Copy out each line below that has the word "StepData" in it.

• INFORMATION PROVIDED:
-- Opening Marker --

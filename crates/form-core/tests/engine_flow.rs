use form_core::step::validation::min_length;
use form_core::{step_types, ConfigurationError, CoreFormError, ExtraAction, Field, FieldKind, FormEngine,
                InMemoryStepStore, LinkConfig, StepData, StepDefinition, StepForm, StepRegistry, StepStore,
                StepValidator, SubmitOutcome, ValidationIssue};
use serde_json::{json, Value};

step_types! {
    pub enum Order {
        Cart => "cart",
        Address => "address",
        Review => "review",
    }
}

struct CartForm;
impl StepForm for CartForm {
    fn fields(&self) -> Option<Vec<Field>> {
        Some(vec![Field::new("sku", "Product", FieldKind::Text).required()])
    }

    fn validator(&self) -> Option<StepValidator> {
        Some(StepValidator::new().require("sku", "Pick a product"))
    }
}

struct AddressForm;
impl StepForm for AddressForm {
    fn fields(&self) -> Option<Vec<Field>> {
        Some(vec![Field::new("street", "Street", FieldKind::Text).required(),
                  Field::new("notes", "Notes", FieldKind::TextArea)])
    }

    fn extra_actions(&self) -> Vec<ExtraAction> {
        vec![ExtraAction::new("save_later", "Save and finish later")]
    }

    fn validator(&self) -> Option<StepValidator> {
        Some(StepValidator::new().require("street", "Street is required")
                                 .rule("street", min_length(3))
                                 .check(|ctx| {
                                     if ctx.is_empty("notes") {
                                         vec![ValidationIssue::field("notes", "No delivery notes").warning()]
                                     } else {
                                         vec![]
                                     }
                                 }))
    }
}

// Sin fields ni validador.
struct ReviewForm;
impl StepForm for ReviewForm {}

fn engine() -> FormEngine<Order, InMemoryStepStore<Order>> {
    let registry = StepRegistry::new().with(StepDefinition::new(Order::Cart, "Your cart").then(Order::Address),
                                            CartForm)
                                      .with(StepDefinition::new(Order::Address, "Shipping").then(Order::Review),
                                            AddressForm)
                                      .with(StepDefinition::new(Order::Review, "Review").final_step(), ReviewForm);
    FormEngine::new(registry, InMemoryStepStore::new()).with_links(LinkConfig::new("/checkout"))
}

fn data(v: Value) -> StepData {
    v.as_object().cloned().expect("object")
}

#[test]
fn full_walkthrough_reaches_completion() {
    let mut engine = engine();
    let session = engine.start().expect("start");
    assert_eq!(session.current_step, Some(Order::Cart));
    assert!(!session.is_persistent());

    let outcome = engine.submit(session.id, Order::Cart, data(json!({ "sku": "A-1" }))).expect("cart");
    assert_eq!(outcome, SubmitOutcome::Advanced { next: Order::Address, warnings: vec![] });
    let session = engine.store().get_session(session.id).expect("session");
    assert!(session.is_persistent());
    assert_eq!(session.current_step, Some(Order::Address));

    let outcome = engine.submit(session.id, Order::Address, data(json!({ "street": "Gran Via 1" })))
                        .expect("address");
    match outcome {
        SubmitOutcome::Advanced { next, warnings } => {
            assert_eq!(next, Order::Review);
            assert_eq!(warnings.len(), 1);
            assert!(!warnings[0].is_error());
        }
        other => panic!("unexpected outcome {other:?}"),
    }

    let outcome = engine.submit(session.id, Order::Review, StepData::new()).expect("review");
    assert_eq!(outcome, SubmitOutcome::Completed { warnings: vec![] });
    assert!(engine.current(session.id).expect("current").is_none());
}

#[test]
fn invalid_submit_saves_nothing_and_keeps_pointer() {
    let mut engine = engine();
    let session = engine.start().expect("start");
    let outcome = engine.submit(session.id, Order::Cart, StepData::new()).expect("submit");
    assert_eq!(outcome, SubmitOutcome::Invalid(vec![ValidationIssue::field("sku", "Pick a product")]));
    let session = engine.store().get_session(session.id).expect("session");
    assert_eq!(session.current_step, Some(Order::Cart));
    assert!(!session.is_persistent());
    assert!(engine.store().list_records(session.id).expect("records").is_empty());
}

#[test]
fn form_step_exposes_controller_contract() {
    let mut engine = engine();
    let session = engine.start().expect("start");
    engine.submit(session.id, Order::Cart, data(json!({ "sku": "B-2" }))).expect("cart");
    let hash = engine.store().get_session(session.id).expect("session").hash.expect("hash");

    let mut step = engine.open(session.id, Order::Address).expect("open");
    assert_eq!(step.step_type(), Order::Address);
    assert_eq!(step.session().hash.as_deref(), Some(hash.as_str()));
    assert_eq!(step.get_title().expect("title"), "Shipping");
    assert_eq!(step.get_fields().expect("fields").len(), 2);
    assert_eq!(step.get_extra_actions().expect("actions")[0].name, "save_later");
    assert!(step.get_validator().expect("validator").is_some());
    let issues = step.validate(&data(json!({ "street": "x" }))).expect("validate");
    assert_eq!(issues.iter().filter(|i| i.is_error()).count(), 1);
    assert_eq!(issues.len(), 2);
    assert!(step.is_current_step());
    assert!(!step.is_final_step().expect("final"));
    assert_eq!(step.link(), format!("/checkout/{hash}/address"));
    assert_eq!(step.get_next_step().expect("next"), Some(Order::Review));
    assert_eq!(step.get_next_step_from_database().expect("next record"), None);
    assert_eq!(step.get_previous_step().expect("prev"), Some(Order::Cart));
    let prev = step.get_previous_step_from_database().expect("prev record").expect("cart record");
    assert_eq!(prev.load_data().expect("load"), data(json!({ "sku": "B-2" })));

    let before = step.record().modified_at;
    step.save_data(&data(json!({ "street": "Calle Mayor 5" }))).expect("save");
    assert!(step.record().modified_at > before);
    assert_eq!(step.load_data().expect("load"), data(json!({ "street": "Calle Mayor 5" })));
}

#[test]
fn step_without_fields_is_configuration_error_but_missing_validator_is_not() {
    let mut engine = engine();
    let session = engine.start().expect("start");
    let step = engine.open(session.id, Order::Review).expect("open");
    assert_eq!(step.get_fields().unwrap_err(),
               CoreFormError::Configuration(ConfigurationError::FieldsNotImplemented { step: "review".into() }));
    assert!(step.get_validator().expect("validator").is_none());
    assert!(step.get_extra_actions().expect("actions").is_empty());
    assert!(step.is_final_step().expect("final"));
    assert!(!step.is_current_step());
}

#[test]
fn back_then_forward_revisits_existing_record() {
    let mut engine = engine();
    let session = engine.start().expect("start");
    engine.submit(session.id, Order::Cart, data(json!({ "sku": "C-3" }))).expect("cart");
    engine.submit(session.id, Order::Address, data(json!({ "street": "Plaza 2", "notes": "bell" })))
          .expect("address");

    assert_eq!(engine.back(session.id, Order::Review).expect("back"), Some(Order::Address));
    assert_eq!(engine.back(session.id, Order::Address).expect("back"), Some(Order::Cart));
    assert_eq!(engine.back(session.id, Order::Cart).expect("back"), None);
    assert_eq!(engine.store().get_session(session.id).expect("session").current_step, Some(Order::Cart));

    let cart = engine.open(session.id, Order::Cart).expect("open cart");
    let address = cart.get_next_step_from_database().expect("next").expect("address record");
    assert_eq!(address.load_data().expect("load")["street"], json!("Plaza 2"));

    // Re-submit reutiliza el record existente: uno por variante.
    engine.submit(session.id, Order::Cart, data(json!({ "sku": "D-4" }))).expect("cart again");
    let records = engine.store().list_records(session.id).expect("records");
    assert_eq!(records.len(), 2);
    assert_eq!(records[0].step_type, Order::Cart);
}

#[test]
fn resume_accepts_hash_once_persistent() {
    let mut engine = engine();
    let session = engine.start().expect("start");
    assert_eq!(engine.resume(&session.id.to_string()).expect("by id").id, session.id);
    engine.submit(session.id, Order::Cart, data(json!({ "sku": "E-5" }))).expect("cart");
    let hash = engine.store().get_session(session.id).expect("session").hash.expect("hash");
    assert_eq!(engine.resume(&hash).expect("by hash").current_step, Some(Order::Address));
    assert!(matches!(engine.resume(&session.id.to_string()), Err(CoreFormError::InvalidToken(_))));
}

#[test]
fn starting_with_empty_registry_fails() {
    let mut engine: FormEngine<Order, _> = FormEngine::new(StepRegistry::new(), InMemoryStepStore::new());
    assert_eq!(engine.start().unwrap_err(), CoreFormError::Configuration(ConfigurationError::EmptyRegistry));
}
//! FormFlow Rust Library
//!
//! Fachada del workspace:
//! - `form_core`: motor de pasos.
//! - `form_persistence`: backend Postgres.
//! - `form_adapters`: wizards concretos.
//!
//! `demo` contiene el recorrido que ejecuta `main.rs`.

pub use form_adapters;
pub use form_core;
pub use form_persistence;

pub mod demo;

-- Closing Marker --

• TASK OUTPUT:
                InMemoryStepStore, LinkConfig, StepData, StepDefinition, StepForm, StepRegistry, StepStore,
fn data(v: Value) -> StepData {
    let outcome = engine.submit(session.id, Order::Review, StepData::new()).expect("review");
    let outcome = engine.submit(session.id, Order::Cart, StepData::new()).expect("submit");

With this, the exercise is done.